During Lent (and later during the season of Septuagesima), Monday was added to Wednesday and Friday as a third station day in the West.

In Rome, the practice of the stational liturgy is attested under Pope Hilarius († 468); it was reorganized both by his successor Simplicius (468-483) and especially by St Gregory the Great (590-604). At the hour of None, the Roman people convened in a church—called the church of the collect—that had been announced by the archdeacon at the end of the preceding station. There, the Pope sang an oration, the collect of the day (collecta meant the prayer over the people assembled at that place), and then a large procession was organized towards another church—the church of the station. Walking in procession behind the cross borne by the stational subdeacon, the faithful and the clergy chanted the litanies (including the invocation Kyrie eleison). At the church of the station, the Pope celebrated Mass and often gave a homily.

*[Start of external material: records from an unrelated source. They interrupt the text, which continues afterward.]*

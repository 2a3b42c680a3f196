use std::time::Duration;

use async_trait::async_trait;
use chrono::NaiveDate;
use serde::Deserialize;

use super::ratelimit::{RateLimitedClient, RatePolicy};
use super::{keyword_text, PaperSource, SearchPage, SourceError};
use crate::models::{Author, ExternalId, Paper, SearchFilters};

const NAME: &str = "crossref";
const BASE_URL: &str = "https://api.crossref.org/works";
const SELECT: &str = "DOI,title,author,abstract,container-title,volume,issue,page,publisher,\
is-referenced-by-count,references-count,reference,published,link,subject,URL";

pub struct CrossRefClient {
    client: RateLimitedClient,
    email: Option<String>,
}

impl CrossRefClient {
    pub fn new(email: Option<String>, timeout: Duration) -> Result<Self, SourceError> {
        let ua = match email {
            Some(ref e) => format!("paper-crawl/0.1 (mailto:{})", e),
            None => "paper-crawl/0.1".to_string(),
        };
        let policy = RatePolicy::per_second(5.0).with_timeout(timeout);
        Ok(Self {
            client: RateLimitedClient::new(NAME, &ua, policy)?,
            email,
        })
    }
}

#[derive(Deserialize)]
struct CRResponse<T> {
    message: T,
}

#[derive(Deserialize)]
struct CRList {
    #[serde(rename = "total-results")]
    total_results: Option<u64>,
    #[serde(default)]
    items: Vec<CRItem>,
}

#[derive(Deserialize)]
#[serde(rename_all = "kebab-case")]
struct CRItem {
    #[serde(rename = "DOI")]
    doi: Option<String>,
    title: Option<Vec<String>>,
    author: Option<Vec<CRAuthor>>,
    #[serde(rename = "abstract")]
    abstract_text: Option<String>,
    container_title: Option<Vec<String>>,
    volume: Option<String>,
    issue: Option<String>,
    page: Option<String>,
    publisher: Option<String>,
    is_referenced_by_count: Option<u32>,
    references_count: Option<u32>,
    reference: Option<Vec<CRReference>>,
    published: Option<CRDate>,
    link: Option<Vec<CRLink>>,
    subject: Option<Vec<String>>,
    #[serde(rename = "URL")]
    url: Option<String>,
}

#[derive(Deserialize)]
struct CRAuthor {
    given: Option<String>,
    family: Option<String>,
    name: Option<String>,
    #[serde(rename = "ORCID")]
    orcid: Option<String>,
    affiliation: Option<Vec<CRAffiliation>>,
}

#[derive(Deserialize)]
struct CRAffiliation {
    name: Option<String>,
}

#[derive(Deserialize)]
struct CRReference {
    #[serde(rename = "DOI")]
    doi: Option<String>,
}

#[derive(Deserialize)]
struct CRDate {
    #[serde(rename = "date-parts")]
    date_parts: Option<Vec<Vec<Option<i32>>>>,
}

#[derive(Deserialize)]
struct CRLink {
    #[serde(rename = "URL")]
    url: Option<String>,
    #[serde(rename = "content-type")]
    content_type: Option<String>,
}

/// Drop JATS/XML tags CrossRef embeds in abstracts.
fn strip_markup(raw: &str) -> String {
    let mut out = String::with_capacity(raw.len());
    let mut in_tag = false;
    for c in raw.chars() {
        match c {
            '<' => {
                in_tag = true;
                out.push(' ');
            }
            '>' if in_tag => in_tag = false,
            _ if !in_tag => out.push(c),
            _ => {}
        }
    }
    out.split_whitespace().collect::<Vec<_>>().join(" ")
}

fn published_date(date: &CRDate) -> Option<NaiveDate> {
    let parts = date.date_parts.as_ref()?.first()?;
    let year = (*parts.first()?)?;
    let month = parts.get(1).copied().flatten().unwrap_or(1) as u32;
    let day = parts.get(2).copied().flatten().unwrap_or(1) as u32;
    NaiveDate::from_ymd_opt(year, month, day)
}

fn author_name(a: &CRAuthor) -> Option<String> {
    let name = match (&a.given, &a.family, &a.name) {
        (_, _, Some(name)) => name.clone(),
        (given, family, None) => format!(
            "{} {}",
            given.as_deref().unwrap_or(""),
            family.as_deref().unwrap_or("")
        ),
    };
    let name = name.trim().to_string();
    (!name.is_empty()).then_some(name)
}

fn item_to_paper(item: &CRItem) -> Option<Paper> {
    let title = item
        .title
        .as_ref()
        .and_then(|t| t.first())
        .cloned()
        .unwrap_or_default();
    let mut paper = Paper::new(NAME, title, item.doi.as_deref())?;

    if let Some(doi) = &paper.doi {
        let doi = doi.clone();
        paper.add_external_id(NAME, doi);
    }

    paper.authors = item
        .author
        .iter()
        .flatten()
        .filter_map(|a| {
            Some(Author {
                name: author_name(a)?,
                affiliation: a
                    .affiliation
                    .iter()
                    .flatten()
                    .find_map(|af| af.name.clone()),
                orcid: a.orcid.as_deref().map(|o| {
                    o.trim_start_matches("https://orcid.org/")
                        .trim_start_matches("http://orcid.org/")
                        .to_string()
                }),
            })
        })
        .collect();

    paper.abstract_text = item
        .abstract_text
        .as_deref()
        .map(strip_markup)
        .filter(|s| !s.is_empty());

    if let Some(date) = item.published.as_ref().and_then(published_date) {
        paper.set_publication_date(date);
    }

    paper.venue = item.container_title.as_ref().and_then(|t| t.first()).cloned();
    paper.volume = item.volume.clone();
    paper.issue = item.issue.clone();
    paper.pages = item.page.clone();
    paper.publisher = item.publisher.clone();
    paper.publisher_url = item.url.clone();
    paper.citation_count = item.is_referenced_by_count.unwrap_or(0);
    paper.reference_count = item.references_count.unwrap_or(0);

    paper.pdf_url = item
        .link
        .iter()
        .flatten()
        .find(|l| l.content_type.as_deref() == Some("application/pdf"))
        .and_then(|l| l.url.clone());

    for subject in item.subject.iter().flatten() {
        paper.keywords.insert(subject.to_lowercase());
    }
    for r in item.reference.iter().flatten() {
        if let Some(doi) = &r.doi {
            paper.add_reference(doi.as_str());
        }
    }

    Some(paper)
}

fn filter_param(filters: &SearchFilters) -> Option<String> {
    let mut parts = Vec::new();
    if let Some(from) = filters.date_from {
        parts.push(format!("from-pub-date:{}", from.format("%Y-%m-%d")));
    }
    if let Some(to) = filters.date_to {
        parts.push(format!("until-pub-date:{}", to.format("%Y-%m-%d")));
    }
    (!parts.is_empty()).then(|| parts.join(","))
}

#[async_trait]
impl PaperSource for CrossRefClient {
    fn name(&self) -> &'static str {
        NAME
    }

    fn resolves(&self, id: &ExternalId) -> bool {
        matches!(id, ExternalId::Doi(_))
    }

    async fn search(
        &self,
        keywords: &[String],
        filters: &SearchFilters,
        max_results: u32,
    ) -> Result<SearchPage, SourceError> {
        let mut params = vec![
            ("query", keyword_text(keywords)),
            ("rows", max_results.clamp(1, 100).to_string()),
            ("select", SELECT.to_string()),
        ];
        if let Some(filter) = filter_param(filters) {
            params.push(("filter", filter));
        }
        if let Some(email) = &self.email {
            params.push(("mailto", email.clone()));
        }
        let resp: Option<CRResponse<CRList>> = self
            .client
            .json(|http| http.get(BASE_URL).query(&params))
            .await?;
        let Some(resp) = resp else {
            return Ok(SearchPage::default());
        };
        Ok(SearchPage {
            total_results: resp.message.total_results,
            papers: resp.message.items.iter().filter_map(item_to_paper).collect(),
        })
    }

    async fn get_by_external_id(&self, id: &ExternalId) -> Result<Option<Paper>, SourceError> {
        let ExternalId::Doi(doi) = id else {
            return Ok(None);
        };
        let url = format!("{}/{}", BASE_URL, doi);
        let resp: Option<CRResponse<CRItem>> = self.client.json(|http| http.get(&url)).await?;
        Ok(resp.and_then(|r| item_to_paper(&r.message)))
    }
}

Missale Romanum - Mercredi des Cendres - station à Sainte-Sabine.
Missale Romanum – Ash Wednesday – Station at Sancta Sabina

Originally, stations were held in Rome only on penitential days: Ember Days, Advent, and Lent. But in Rome, contrary to the custom in Africa and the East, Saturdays were fasting days as well (Ember Saturdays therefore have stations). Then, very early on, the collect, procession, and station were also performed on Sundays and great feasts, which were not fasting days (Christmas, Easter and its octave, Advent and Lenten Sundays, for example). This stational liturgy lasted in Rome up until the 12th century, when it fell into disuse. The exile in Avignon dealt it a serious blow. Some elements nonetheless have survived until our time. Thus, the term given to the first oration at the beginning of the Mass—the collect—and the singing of the Kyrie eleison are vestiges of the ancient church of the collect and the stational procession. Above all, the Roman Missal has preserved until the present day the practice of naming the churches where the Roman stations were carried out from the time of St Gregory the Great (one also finds mention of the churches of the collect in mediæval manuscripts). Pope St John XXIII restored the ancient usage of the Roman stations during Lent. The practice was partially taken up again by St John Paul II, Benedict XVI and Francis, who have hence several times celebrated Ash Wednesday Mass in the church of Santa Sabina, as indicated in the Missal of St Pius V.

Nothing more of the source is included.